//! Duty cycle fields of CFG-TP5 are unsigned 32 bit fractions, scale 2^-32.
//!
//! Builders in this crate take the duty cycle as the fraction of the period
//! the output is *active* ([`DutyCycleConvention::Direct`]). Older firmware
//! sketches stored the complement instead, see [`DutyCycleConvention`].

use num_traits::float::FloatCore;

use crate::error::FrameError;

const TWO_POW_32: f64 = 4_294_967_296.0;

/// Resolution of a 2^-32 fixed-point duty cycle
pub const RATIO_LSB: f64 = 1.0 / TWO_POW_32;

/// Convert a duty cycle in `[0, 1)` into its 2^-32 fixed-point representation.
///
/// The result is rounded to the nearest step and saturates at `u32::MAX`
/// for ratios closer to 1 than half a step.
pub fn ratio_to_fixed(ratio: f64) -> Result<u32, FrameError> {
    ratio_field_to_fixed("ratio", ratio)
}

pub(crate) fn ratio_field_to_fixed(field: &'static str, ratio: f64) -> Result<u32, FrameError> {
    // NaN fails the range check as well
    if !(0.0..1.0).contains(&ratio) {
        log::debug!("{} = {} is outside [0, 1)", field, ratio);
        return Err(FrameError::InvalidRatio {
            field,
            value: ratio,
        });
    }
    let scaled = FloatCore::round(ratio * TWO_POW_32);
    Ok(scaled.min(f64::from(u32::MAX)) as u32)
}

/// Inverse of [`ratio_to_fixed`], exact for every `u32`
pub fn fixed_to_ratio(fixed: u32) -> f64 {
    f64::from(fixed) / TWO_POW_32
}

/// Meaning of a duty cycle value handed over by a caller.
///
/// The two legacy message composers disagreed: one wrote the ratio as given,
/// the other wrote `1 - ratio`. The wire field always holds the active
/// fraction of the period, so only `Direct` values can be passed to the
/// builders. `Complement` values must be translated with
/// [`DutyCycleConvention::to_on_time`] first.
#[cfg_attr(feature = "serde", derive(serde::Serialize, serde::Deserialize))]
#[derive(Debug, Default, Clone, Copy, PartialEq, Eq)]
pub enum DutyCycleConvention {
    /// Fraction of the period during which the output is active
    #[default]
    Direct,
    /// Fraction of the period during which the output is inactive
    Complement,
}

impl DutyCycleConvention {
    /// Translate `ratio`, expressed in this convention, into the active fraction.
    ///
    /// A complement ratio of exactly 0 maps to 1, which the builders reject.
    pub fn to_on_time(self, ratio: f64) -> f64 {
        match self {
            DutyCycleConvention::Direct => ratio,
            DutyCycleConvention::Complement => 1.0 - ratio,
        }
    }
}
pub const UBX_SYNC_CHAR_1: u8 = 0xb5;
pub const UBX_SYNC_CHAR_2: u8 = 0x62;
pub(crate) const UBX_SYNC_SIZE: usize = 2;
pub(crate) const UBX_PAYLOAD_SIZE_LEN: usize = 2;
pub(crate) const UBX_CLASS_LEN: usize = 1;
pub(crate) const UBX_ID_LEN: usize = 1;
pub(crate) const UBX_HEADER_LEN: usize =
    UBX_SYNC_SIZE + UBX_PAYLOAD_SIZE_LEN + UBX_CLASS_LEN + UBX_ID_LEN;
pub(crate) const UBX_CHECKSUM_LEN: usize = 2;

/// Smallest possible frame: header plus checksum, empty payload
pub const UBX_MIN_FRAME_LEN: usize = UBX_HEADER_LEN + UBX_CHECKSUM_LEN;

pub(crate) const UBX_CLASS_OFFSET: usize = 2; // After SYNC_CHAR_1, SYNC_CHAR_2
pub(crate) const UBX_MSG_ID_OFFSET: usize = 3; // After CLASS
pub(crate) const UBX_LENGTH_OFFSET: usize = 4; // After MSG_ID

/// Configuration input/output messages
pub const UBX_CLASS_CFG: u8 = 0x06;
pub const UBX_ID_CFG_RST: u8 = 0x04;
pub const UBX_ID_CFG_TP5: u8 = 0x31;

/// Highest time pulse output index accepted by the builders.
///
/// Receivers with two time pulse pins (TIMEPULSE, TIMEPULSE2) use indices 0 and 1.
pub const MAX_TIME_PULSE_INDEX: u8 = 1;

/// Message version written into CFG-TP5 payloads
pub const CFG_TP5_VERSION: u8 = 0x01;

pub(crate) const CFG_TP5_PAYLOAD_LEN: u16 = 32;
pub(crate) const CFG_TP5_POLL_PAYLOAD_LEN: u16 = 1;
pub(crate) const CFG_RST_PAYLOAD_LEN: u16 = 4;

□ □ □ □ □

> [Exercise prompt] Each record above has to be retyped exactly, with nothing left out.

> [Expected output]
//! Duty cycle fields of CFG-TP5 are unsigned 32 bit fractions, scale 2^-32.
//!
//! Builders in this crate take the duty cycle as the fraction of the period
//! the output is *active* ([`DutyCycleConvention::Direct`]). Older firmware
//! sketches stored the complement instead, see [`DutyCycleConvention`].

use num_traits::float::FloatCore;

use crate::error::FrameError;

const TWO_POW_32: f64 = 4_294_967_296.0;

/// Resolution of a 2^-32 fixed-point duty cycle
pub const RATIO_LSB: f64 = 1.0 / TWO_POW_32;

/// Convert a duty cycle in `[0, 1)` into its 2^-32 fixed-point representation.
///
/// The result is rounded to the nearest step and saturates at `u32::MAX`
/// for ratios closer to 1 than half a step.
pub fn ratio_to_fixed(ratio: f64) -> Result<u32, FrameError> {
    ratio_field_to_fixed("ratio", ratio)
}

pub(crate) fn ratio_field_to_fixed(field: &'static str, ratio: f64) -> Result<u32, FrameError> {
    // NaN fails the range check as well
    if !(0.0..1.0).contains(&ratio) {
        log::debug!("{} = {} is outside [0, 1)", field, ratio);
        return Err(FrameError::InvalidRatio {
            field,
            value: ratio,
        });
    }
    let scaled = FloatCore::round(ratio * TWO_POW_32);
    Ok(scaled.min(f64::from(u32::MAX)) as u32)
}

/// Inverse of [`ratio_to_fixed`], exact for every `u32`
pub fn fixed_to_ratio(fixed: u32) -> f64 {
    f64::from(fixed) / TWO_POW_32
}

/// Meaning of a duty cycle value handed over by a caller.
///
/// The two legacy message composers disagreed: one wrote the ratio as given,
/// the other wrote `1 - ratio`. The wire field always holds the active
/// fraction of the period, so only `Direct` values can be passed to the
/// builders. `Complement` values must be translated with
/// [`DutyCycleConvention::to_on_time`] first.
#[cfg_attr(feature = "serde", derive(serde::Serialize, serde::Deserialize))]
#[derive(Debug, Default, Clone, Copy, PartialEq, Eq)]
pub enum DutyCycleConvention {
    /// Fraction of the period during which the output is active
    #[default]
    Direct,
    /// Fraction of the period during which the output is inactive
    Complement,
}

impl DutyCycleConvention {
    /// Translate `ratio`, expressed in this convention, into the active fraction.
    ///
    /// A complement ratio of exactly 0 maps to 1, which the builders reject.
    pub fn to_on_time(self, ratio: f64) -> f64 {
        match self {
            DutyCycleConvention::Direct => ratio,
            DutyCycleConvention::Complement => 1.0 - ratio,
        }
    }
}
pub const UBX_SYNC_CHAR_1: u8 = 0xb5;
pub const UBX_SYNC_CHAR_2: u8 = 0x62;
pub(crate) const UBX_SYNC_SIZE: usize = 2;
pub(crate) const UBX_PAYLOAD_SIZE_LEN: usize = 2;
pub(crate) const UBX_CLASS_LEN: usize = 1;
pub(crate) const UBX_ID_LEN: usize = 1;
pub(crate) const UBX_HEADER_LEN: usize =
    UBX_SYNC_SIZE + UBX_PAYLOAD_SIZE_LEN + UBX_CLASS_LEN + UBX_ID_LEN;
pub(crate) const UBX_CHECKSUM_LEN: usize = 2;

/// Smallest possible frame: header plus checksum, empty payload
pub const UBX_MIN_FRAME_LEN: usize = UBX_HEADER_LEN + UBX_CHECKSUM_LEN;

pub(crate) const UBX_CLASS_OFFSET: usize = 2; // After SYNC_CHAR_1, SYNC_CHAR_2
pub(crate) const UBX_MSG_ID_OFFSET: usize = 3; // After CLASS
pub(crate) const UBX_LENGTH_OFFSET: usize = 4; // After MSG_ID

/// Configuration input/output messages
pub const UBX_CLASS_CFG: u8 = 0x06;
pub const UBX_ID_CFG_RST: u8 = 0x04;
pub const UBX_ID_CFG_TP5: u8 = 0x31;

/// Highest time pulse output index accepted by the builders.
///
/// Receivers with two time pulse pins (TIMEPULSE, TIMEPULSE2) use indices 0 and 1.
pub const MAX_TIME_PULSE_INDEX: u8 = 1;

/// Message version written into CFG-TP5 payloads
pub const CFG_TP5_VERSION: u8 = 0x01;

pub(crate) const CFG_TP5_PAYLOAD_LEN: u16 = 32;
pub(crate) const CFG_TP5_POLL_PAYLOAD_LEN: u16 = 1;
pub(crate) const CFG_RST_PAYLOAD_LEN: u16 = 4;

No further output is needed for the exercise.